Print all entries precisely as they are written.

[Entries shown Boundary: Start]

impl<'a, M: WorldMap> GibbsField<'a, M> {
    pub fn new(
        map: &'a mut M,
        patch_positions: &'a [Position],
        patch_size: u32,
        item_type_count: u32,
    ) -> Result<Self, GibbsError> {
        if item_type_count == 0 {
            return Err(GibbsError::NoItemTypes);
        }
        if patch_size == 0 {
            return Err(GibbsError::ZeroPatchSize);
        }
        Ok(Self {
            map,
            patch_positions,
            patch_size,
            item_type_count,
            log_probabilities: SmallVec::with_capacity(item_type_count as usize + 1),
            neighbors: Vec::new(),
        })
    }

    pub fn map(&self) -> &M {
        &*self.map
    }

    pub fn patch_size(&self) -> u32 {
        self.patch_size
    }

    pub fn item_type_count(&self) -> u32 {
        self.item_type_count
    }

    /// Number of single-site updates one call to `sample` performs.
    pub fn updates_per_sweep(&self) -> u64 {
        let n = u64::from(self.patch_size);
        self.patch_positions.len() as u64 * n * n
    }

    /// Run one sweep of `patch_count * n * n` single-site updates.
    ///
    /// Stops at the first collaborator failure; updates already applied
    /// stay applied, the failing one never mutates anything.
    pub fn sample<R: RandomSource>(&mut self, rng: &mut R) -> Result<SweepStats, GibbsError> {
        if rng.max_raw() == 0 {
            return Err(GibbsError::DegenerateRng);
        }

        let patch_count = self.patch_positions.len() as u64;
        let n = u64::from(self.patch_size);
        let mut stats = SweepStats::default();
        for _ in 0..self.updates_per_sweep() {
            let patch_position = self.patch_positions[uniform_index(rng, patch_count) as usize];
            let ox = uniform_index(rng, n) as i64;
            let oy = uniform_index(rng, n) as i64;
            let world_position =
                Position::world(patch_position, self.patch_size, Position::new(ox, oy));
            stats.record(self.update_cell(rng, world_position)?);
        }

        debug!(
            patches = patch_count,
            updates = stats.updates,
            added = stats.added,
            removed = stats.removed,
            replaced = stats.replaced,
            skipped = stats.skipped_non_finite,
            "gibbs sweep complete"
        );
        Ok(stats)
    }

    /// Run `sweeps` consecutive sweeps and return the combined statistics.
    pub fn run<R: RandomSource>(
        &mut self,
        rng: &mut R,
        sweeps: u32,
    ) -> Result<SweepStats, GibbsError> {
        let mut total = SweepStats::default();
        for _ in 0..sweeps {
            total.merge(&self.sample(rng)?);
        }
        Ok(total)
    }

    /// Resample one specific cell, which need not lie in the region.
    pub fn sample_cell<R: RandomSource>(
        &mut self,
        rng: &mut R,
        world_position: Position,
    ) -> Result<CellOutcome, GibbsError> {
        if rng.max_raw() == 0 {
            return Err(GibbsError::DegenerateRng);
        }
        self.update_cell(rng, world_position)
    }

    /// Unnormalized log-probabilities of every type at `world_position`,
    /// followed by the empty category (always 0).
    pub fn log_probabilities_at(&mut self, world_position: Position) -> Result<&[f32], GibbsError> {
        self.build_conditional(world_position)?;
        Ok(self.log_probabilities.as_slice())
    }

    fn update_cell<R: RandomSource>(
        &mut self,
        rng: &mut R,
        world_position: Position,
    ) -> Result<CellOutcome, GibbsError> {
        let (owner, occupant) = self.build_conditional(world_position)?;

        let Some(category) = sample_log_categorical(&mut self.log_probabilities, rng) else {
            trace!(%world_position, "non-finite conditional distribution; cell left as is");
            return Ok(CellOutcome::SkippedNonFinite);
        };
        let sampled = (category < self.item_type_count as usize).then_some(category as ItemType);
        let current = occupant.map(|o| o.item_type);
        if sampled == current {
            return Ok(CellOutcome::Unchanged);
        }

        // Both patches must resolve before either is modified.
        let missing = |position| GibbsError::MissingPatch { position };
        let touched = occupant.map(|o| o.patch).into_iter().chain(sampled.map(|_| owner));
        for position in touched {
            if self.map.patch_mut(position).is_none() {
                return Err(missing(position));
            }
        }

        if let Some(old) = occupant {
            self.map
                .patch_mut(old.patch)
                .ok_or_else(|| missing(old.patch))?
                .remove_item(old.index);
        }
        if let Some(item_type) = sampled {
            let item = <<M::Patch as Patch>::Item as FieldItem>::new_at(item_type, world_position);
            self.map
                .patch_mut(owner)
                .ok_or_else(|| missing(owner))?
                .add_item(item);
        }

        Ok(match (current, sampled) {
            (None, Some(t)) => CellOutcome::Added(t),
            (Some(t), None) => CellOutcome::Removed(t),
            (Some(from), Some(to)) => CellOutcome::Replaced { from, to },
            (None, None) => CellOutcome::Unchanged,
        })
    }

    /// Fill `log_probabilities` for `world_position`. Returns the owning
    /// patch and the current occupant, if any.
    fn build_conditional(
        &mut self,
        world_position: Position,
    ) -> Result<(Position, Option<Occupant>), GibbsError> {
        let neighborhood = self
            .map
            .get_neighborhood(world_position)
            .map_err(|source| GibbsError::Neighborhood {
                position: world_position,
                source,
            })?;
        let owner = neighborhood
            .owner_position()
            .ok_or(GibbsError::Neighborhood {
                position: world_position,
                source: NeighborhoodError::NoOwner {
                    world: world_position,
                },
            })?;

        // Gather neighbor items once; the energy loop below runs per type.
        self.neighbors.clear();
        let mut occupant = None;
        for (patch_position, patch) in neighborhood.iter() {
            for (index, item) in patch.items().iter().enumerate() {
                let location = item.location();
                if location == world_position {
                    occupant = Some(Occupant {
                        patch: patch_position,
                        index,
                        item_type: item.item_type(),
                    });
                } else {
                    self.neighbors.push((location, item.item_type()));
                }
            }
        }

        self.log_probabilities.clear();
        for candidate in 0..self.item_type_count {
            let mut log_p = self.map.intensity(world_position, candidate);
            for &(location, other_type) in &self.neighbors {
                log_p += self
                    .map
                    .interaction(world_position, location, candidate, other_type);
            }
            self.log_probabilities.push(log_p);
        }
        self.log_probabilities.push(0.0);

        Ok((owner, occupant))
    }
}
//! jcapi - JumpCloud directory API client.
//!
//! Every operation is a single HTTP request against the directory service,
//! funnelled through one dispatcher on [`JcApi`]. Resource wrappers for users,
//! tags, systems and commands decode the JSON responses into typed records.
//!
//! # Example
//!
//! ```no_run
//! use jcapi::{ApiKey, JcApi};
//!
//! # async fn example() -> Result<(), jcapi::Error> {
//! let api = JcApi::with_default_url(ApiKey::new("my-admin-key")?);
//!
//! for result in api.get_command_results_by_saved_command_id("5a1b2c3d").await? {
//!     println!("{}: {}", result.system, result.response.data.output);
//! }
//! # Ok(())
//! # }
//! ```

pub mod client;
pub mod error;
pub mod fragments;
pub mod resources;
pub mod types;
pub mod value;

// Re-export primary types at crate root for convenience
pub use client::{JcApi, Operation, RESPONSE_SIZE_LIMIT};
pub use error::Error;
pub use resources::{
    CommandResponse, CommandResponseData, JcCommand, JcCommandResult, JcSystem, JcTag, JcUser,
};
pub use types::{ApiKey, BaseUrl, DEFAULT_BASE_URL};

/// Result type alias using the crate's Error type.
pub type Result<T> = std::result::Result<T, Error>;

[Entries shown Boundary: End]

▸ Completed exercise:
impl<'a, M: WorldMap> GibbsField<'a, M> {
    pub fn new(
        map: &'a mut M,
        patch_positions: &'a [Position],
        patch_size: u32,
        item_type_count: u32,
    ) -> Result<Self, GibbsError> {
        if item_type_count == 0 {
            return Err(GibbsError::NoItemTypes);
        }
        if patch_size == 0 {
            return Err(GibbsError::ZeroPatchSize);
        }
        Ok(Self {
            map,
            patch_positions,
            patch_size,
            item_type_count,
            log_probabilities: SmallVec::with_capacity(item_type_count as usize + 1),
            neighbors: Vec::new(),
        })
    }

    pub fn map(&self) -> &M {
        &*self.map
    }

    pub fn patch_size(&self) -> u32 {
        self.patch_size
    }

    pub fn item_type_count(&self) -> u32 {
        self.item_type_count
    }

    /// Number of single-site updates one call to `sample` performs.
    pub fn updates_per_sweep(&self) -> u64 {
        let n = u64::from(self.patch_size);
        self.patch_positions.len() as u64 * n * n
    }

    /// Run one sweep of `patch_count * n * n` single-site updates.
    ///
    /// Stops at the first collaborator failure; updates already applied
    /// stay applied, the failing one never mutates anything.
    pub fn sample<R: RandomSource>(&mut self, rng: &mut R) -> Result<SweepStats, GibbsError> {
        if rng.max_raw() == 0 {
            return Err(GibbsError::DegenerateRng);
        }

        let patch_count = self.patch_positions.len() as u64;
        let n = u64::from(self.patch_size);
        let mut stats = SweepStats::default();
        for _ in 0..self.updates_per_sweep() {
            let patch_position = self.patch_positions[uniform_index(rng, patch_count) as usize];
            let ox = uniform_index(rng, n) as i64;
            let oy = uniform_index(rng, n) as i64;
            let world_position =
                Position::world(patch_position, self.patch_size, Position::new(ox, oy));
            stats.record(self.update_cell(rng, world_position)?);
        }

        debug!(
            patches = patch_count,
            updates = stats.updates,
            added = stats.added,
            removed = stats.removed,
            replaced = stats.replaced,
            skipped = stats.skipped_non_finite,
            "gibbs sweep complete"
        );
        Ok(stats)
    }

    /// Run `sweeps` consecutive sweeps and return the combined statistics.
    pub fn run<R: RandomSource>(
        &mut self,
        rng: &mut R,
        sweeps: u32,
    ) -> Result<SweepStats, GibbsError> {
        let mut total = SweepStats::default();
        for _ in 0..sweeps {
            total.merge(&self.sample(rng)?);
        }
        Ok(total)
    }

    /// Resample one specific cell, which need not lie in the region.
    pub fn sample_cell<R: RandomSource>(
        &mut self,
        rng: &mut R,
        world_position: Position,
    ) -> Result<CellOutcome, GibbsError> {
        if rng.max_raw() == 0 {
            return Err(GibbsError::DegenerateRng);
        }
        self.update_cell(rng, world_position)
    }

    /// Unnormalized log-probabilities of every type at `world_position`,
    /// followed by the empty category (always 0).
    pub fn log_probabilities_at(&mut self, world_position: Position) -> Result<&[f32], GibbsError> {
        self.build_conditional(world_position)?;
        Ok(self.log_probabilities.as_slice())
    }

    fn update_cell<R: RandomSource>(
        &mut self,
        rng: &mut R,
        world_position: Position,
    ) -> Result<CellOutcome, GibbsError> {
        let (owner, occupant) = self.build_conditional(world_position)?;

        let Some(category) = sample_log_categorical(&mut self.log_probabilities, rng) else {
            trace!(%world_position, "non-finite conditional distribution; cell left as is");
            return Ok(CellOutcome::SkippedNonFinite);
        };
        let sampled = (category < self.item_type_count as usize).then_some(category as ItemType);
        let current = occupant.map(|o| o.item_type);
        if sampled == current {
            return Ok(CellOutcome::Unchanged);
        }

        // Both patches must resolve before either is modified.
        let missing = |position| GibbsError::MissingPatch { position };
        let touched = occupant.map(|o| o.patch).into_iter().chain(sampled.map(|_| owner));
        for position in touched {
            if self.map.patch_mut(position).is_none() {
                return Err(missing(position));
            }
        }

        if let Some(old) = occupant {
            self.map
                .patch_mut(old.patch)
                .ok_or_else(|| missing(old.patch))?
                .remove_item(old.index);
        }
        if let Some(item_type) = sampled {
            let item = <<M::Patch as Patch>::Item as FieldItem>::new_at(item_type, world_position);
            self.map
                .patch_mut(owner)
                .ok_or_else(|| missing(owner))?
                .add_item(item);
        }

        Ok(match (current, sampled) {
            (None, Some(t)) => CellOutcome::Added(t),
            (Some(t), None) => CellOutcome::Removed(t),
            (Some(from), Some(to)) => CellOutcome::Replaced { from, to },
            (None, None) => CellOutcome::Unchanged,
        })
    }

    /// Fill `log_probabilities` for `world_position`. Returns the owning
    /// patch and the current occupant, if any.
    fn build_conditional(
        &mut self,
        world_position: Position,
    ) -> Result<(Position, Option<Occupant>), GibbsError> {
        let neighborhood = self
            .map
            .get_neighborhood(world_position)
            .map_err(|source| GibbsError::Neighborhood {
                position: world_position,
                source,
            })?;
        let owner = neighborhood
            .owner_position()
            .ok_or(GibbsError::Neighborhood {
                position: world_position,
                source: NeighborhoodError::NoOwner {
                    world: world_position,
                },
            })?;

        // Gather neighbor items once; the energy loop below runs per type.
        self.neighbors.clear();
        let mut occupant = None;
        for (patch_position, patch) in neighborhood.iter() {
            for (index, item) in patch.items().iter().enumerate() {
                let location = item.location();
                if location == world_position {
                    occupant = Some(Occupant {
                        patch: patch_position,
                        index,
                        item_type: item.item_type(),
                    });
                } else {
                    self.neighbors.push((location, item.item_type()));
                }
            }
        }

        self.log_probabilities.clear();
        for candidate in 0..self.item_type_count {
            let mut log_p = self.map.intensity(world_position, candidate);
            for &(location, other_type) in &self.neighbors {
                log_p += self
                    .map
                    .interaction(world_position, location, candidate, other_type);
            }
            self.log_probabilities.push(log_p);
        }
        self.log_probabilities.push(0.0);

        Ok((owner, occupant))
    }
}
//! jcapi - JumpCloud directory API client.
//!
//! Every operation is a single HTTP request against the directory service,
//! funnelled through one dispatcher on [`JcApi`]. Resource wrappers for users,
//! tags, systems and commands decode the JSON responses into typed records.
//!
//! # Example
//!
//! ```no_run
//! use jcapi::{ApiKey, JcApi};
//!
//! # async fn example() -> Result<(), jcapi::Error> {
//! let api = JcApi::with_default_url(ApiKey::new("my-admin-key")?);
//!
//! for result in api.get_command_results_by_saved_command_id("5a1b2c3d").await? {
//!     println!("{}: {}", result.system, result.response.data.output);
//! }
//! # Ok(())
//! # }
//! ```

pub mod client;
pub mod error;
pub mod fragments;
pub mod resources;
pub mod types;
pub mod value;

// Re-export primary types at crate root for convenience
pub use client::{JcApi, Operation, RESPONSE_SIZE_LIMIT};
pub use error::Error;
pub use resources::{
    CommandResponse, CommandResponseData, JcCommand, JcCommandResult, JcSystem, JcTag, JcUser,
};
pub use types::{ApiKey, BaseUrl, DEFAULT_BASE_URL};

/// Result type alias using the crate's Error type.
pub type Result<T> = std::result::Result<T, Error>;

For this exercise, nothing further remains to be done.